**What this task involves**
Scan the entries for lines with the word "None", then copy those lines.

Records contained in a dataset
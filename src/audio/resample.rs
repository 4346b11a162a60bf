//! Channel mixing and sample-rate conversion.
//!
//! Every decoded source goes through the same two steps before any analysis:
//!
//! 1. [`stereo_to_mono`] downmixes interleaved channels by averaging.
//! 2. [`resample`] converts to the configured target rate with rubato's
//!    FFT resampler.

use rubato::{FftFixedInOut, Resampler};

use super::ingest::AudioError;

/// Input chunk handed to the FFT resampler per `process` call.
const CHUNK_FRAMES: usize = 1024;

// ---------------------------------------------------------------------------
// stereo_to_mono
// ---------------------------------------------------------------------------

/// Mix interleaved multi-channel audio down to mono by averaging all channels.
///
/// The output length is `samples.len() / channels`; a trailing partial frame
/// is dropped.  `channels == 0` yields an empty vector.
///
/// # Example
///
/// ```rust
/// use ai_voice_detector::audio::stereo_to_mono;
///
/// let stereo = vec![0.5_f32, -0.5, 0.2, 0.4]; // L R L R
/// let mono = stereo_to_mono(&stereo, 2);
/// assert_eq!(mono.len(), 2);
/// assert!((mono[0] - 0.0).abs() < 1e-6);
/// assert!((mono[1] - 0.3).abs() < 1e-6);
/// ```
pub fn stereo_to_mono(samples: &[f32], channels: u16) -> Vec<f32> {
    match channels {
        0 => Vec::new(),
        1 => samples.to_vec(),
        n => {
            let n = n as usize;
            samples
                .chunks_exact(n)
                .map(|frame| frame.iter().sum::<f32>() / n as f32)
                .collect()
        }
    }
}

// ---------------------------------------------------------------------------
// resample
// ---------------------------------------------------------------------------

/// Resample mono `samples` from `source_rate` to `target_rate` Hz.
///
/// Equal rates and empty input are returned unchanged.  Otherwise the output
/// has exactly `ceil(len * target_rate / source_rate)` samples: the
/// resampler's output delay is dropped from the front and the zero-padded
/// flush is cut from the back.
///
/// # Example
///
/// ```rust
/// use ai_voice_detector::audio::resample;
///
/// let hi = vec![0.0_f32; 4_800]; // 100 ms @ 48 kHz
/// let lo = resample(&hi, 48_000, 16_000).unwrap();
/// assert_eq!(lo.len(), 1_600);
/// ```
pub fn resample(samples: &[f32], source_rate: u32, target_rate: u32) -> Result<Vec<f32>, AudioError> {
    if source_rate == 0 || target_rate == 0 {
        return Err(AudioError::Resample(format!(
            "invalid rate conversion {source_rate} Hz -> {target_rate} Hz"
        )));
    }
    if source_rate == target_rate || samples.is_empty() {
        return Ok(samples.to_vec());
    }

    let mut resampler = FftFixedInOut::<f32>::new(
        source_rate as usize,
        target_rate as usize,
        CHUNK_FRAMES,
        1,
    )
    .map_err(|e| AudioError::Resample(e.to_string()))?;

    let expected = (samples.len() as f64 * target_rate as f64 / source_rate as f64).ceil() as usize;
    let delay = resampler.output_delay();
    let mut out = Vec::with_capacity(expected + delay + resampler.output_frames_max());

    // Full chunks.
    let mut pos = 0;
    loop {
        let need = resampler.input_frames_next();
        if pos + need > samples.len() {
            break;
        }
        let chunk: [&[f32]; 1] = [&samples[pos..pos + need]];
        let frames = resampler
            .process(&chunk[..], None)
            .map_err(|e| AudioError::Resample(e.to_string()))?;
        out.extend_from_slice(&frames[0]);
        pos += need;
    }

    // Zero-padded remainder.
    if pos < samples.len() {
        let tail: [&[f32]; 1] = [&samples[pos..]];
        let frames = resampler
            .process_partial(Some(&tail[..]), None)
            .map_err(|e| AudioError::Resample(e.to_string()))?;
        out.extend_from_slice(&frames[0]);
    }

    // Flush until the delayed output covers the expected length.
    while out.len() < expected + delay {
        let frames = resampler
            .process_partial::<&[f32]>(None, None)
            .map_err(|e| AudioError::Resample(e.to_string()))?;
        if frames[0].is_empty() {
            break;
        }
        out.extend_from_slice(&frames[0]);
    }

    let mut out = out.split_off(delay.min(out.len()));
    out.truncate(expected);
    Ok(out)
}

// ---------------------------------------------------------------------------
// Tests
// ---------------------------------------------------------------------------

#[cfg(test)]
mod tests {
    use super::*;

    // ---- stereo_to_mono ----------------------------------------------------

    #[test]
    fn stereo_to_mono_already_mono() {
        let input = vec![0.1_f32, 0.2, 0.3];
        assert_eq!(stereo_to_mono(&input, 1), input);
    }

    #[test]
    fn stereo_to_mono_two_channel() {
        let out = stereo_to_mono(&[1.0_f32, -1.0, 0.5, 0.5], 2);
        assert_eq!(out.len(), 2);
        assert!((out[0] - 0.0).abs() < 1e-6);
        assert!((out[1] - 0.5).abs() < 1e-6);
    }

    #[test]
    fn stereo_to_mono_drops_partial_frame() {
        let out = stereo_to_mono(&[0.2_f32, 0.4, 0.6], 2);
        assert_eq!(out.len(), 1);
        assert!((out[0] - 0.3).abs() < 1e-6);
    }

    #[test]
    fn stereo_to_mono_zero_channels() {
        assert!(stereo_to_mono(&[1.0_f32, 2.0], 0).is_empty());
    }

    // ---- resample ----------------------------------------------------------

    #[test]
    fn same_rate_is_noop() {
        let input: Vec<f32> = (0..160).map(|i| i as f32 / 160.0).collect();
        assert_eq!(resample(&input, 16_000, 16_000).unwrap(), input);
    }

    #[test]
    fn empty_input_stays_empty() {
        assert!(resample(&[], 48_000, 16_000).unwrap().is_empty());
    }

    #[test]
    fn zero_rate_is_rejected() {
        assert!(matches!(
            resample(&[0.0; 10], 0, 16_000),
            Err(AudioError::Resample(_))
        ));
    }

    #[test]
    fn downsample_48k_output_length() {
        let out = resample(&vec![0.0_f32; 48_000], 48_000, 16_000).unwrap();
        assert_eq!(out.len(), 16_000);
    }

    #[test]
    fn downsample_44100_short_clip_length() {
        // Shorter than one resampler chunk: handled entirely by the flush path.
        let out = resample(&vec![0.0_f32; 441], 44_100, 16_000).unwrap();
        assert_eq!(out.len(), 160);
    }

    #[test]
    fn upsample_8k_output_length() {
        let out = resample(&vec![0.0_f32; 8_000], 8_000, 16_000).unwrap();
        assert_eq!(out.len(), 16_000);
    }

    #[test]
    fn sine_keeps_its_level_away_from_edges() {
        let rate = 48_000.0_f32;
        let input: Vec<f32> = (0..48_000)
            .map(|i| 0.5 * (2.0 * std::f32::consts::PI * 440.0 * i as f32 / rate).sin())
            .collect();
        let out = resample(&input, 48_000, 16_000).unwrap();

        let middle = &out[4_000..12_000];
        let rms = (middle.iter().map(|s| s * s).sum::<f32>() / middle.len() as f32).sqrt();
        let expected = 0.5 / 2.0_f32.sqrt();
        assert!((rms - expected).abs() < 0.02, "rms drifted: {rms}");
    }
}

**Answer to this exercise**
            .process(&chunk[..], None)
            .process_partial(Some(&tail[..]), None)
            .process_partial::<&[f32]>(None, None)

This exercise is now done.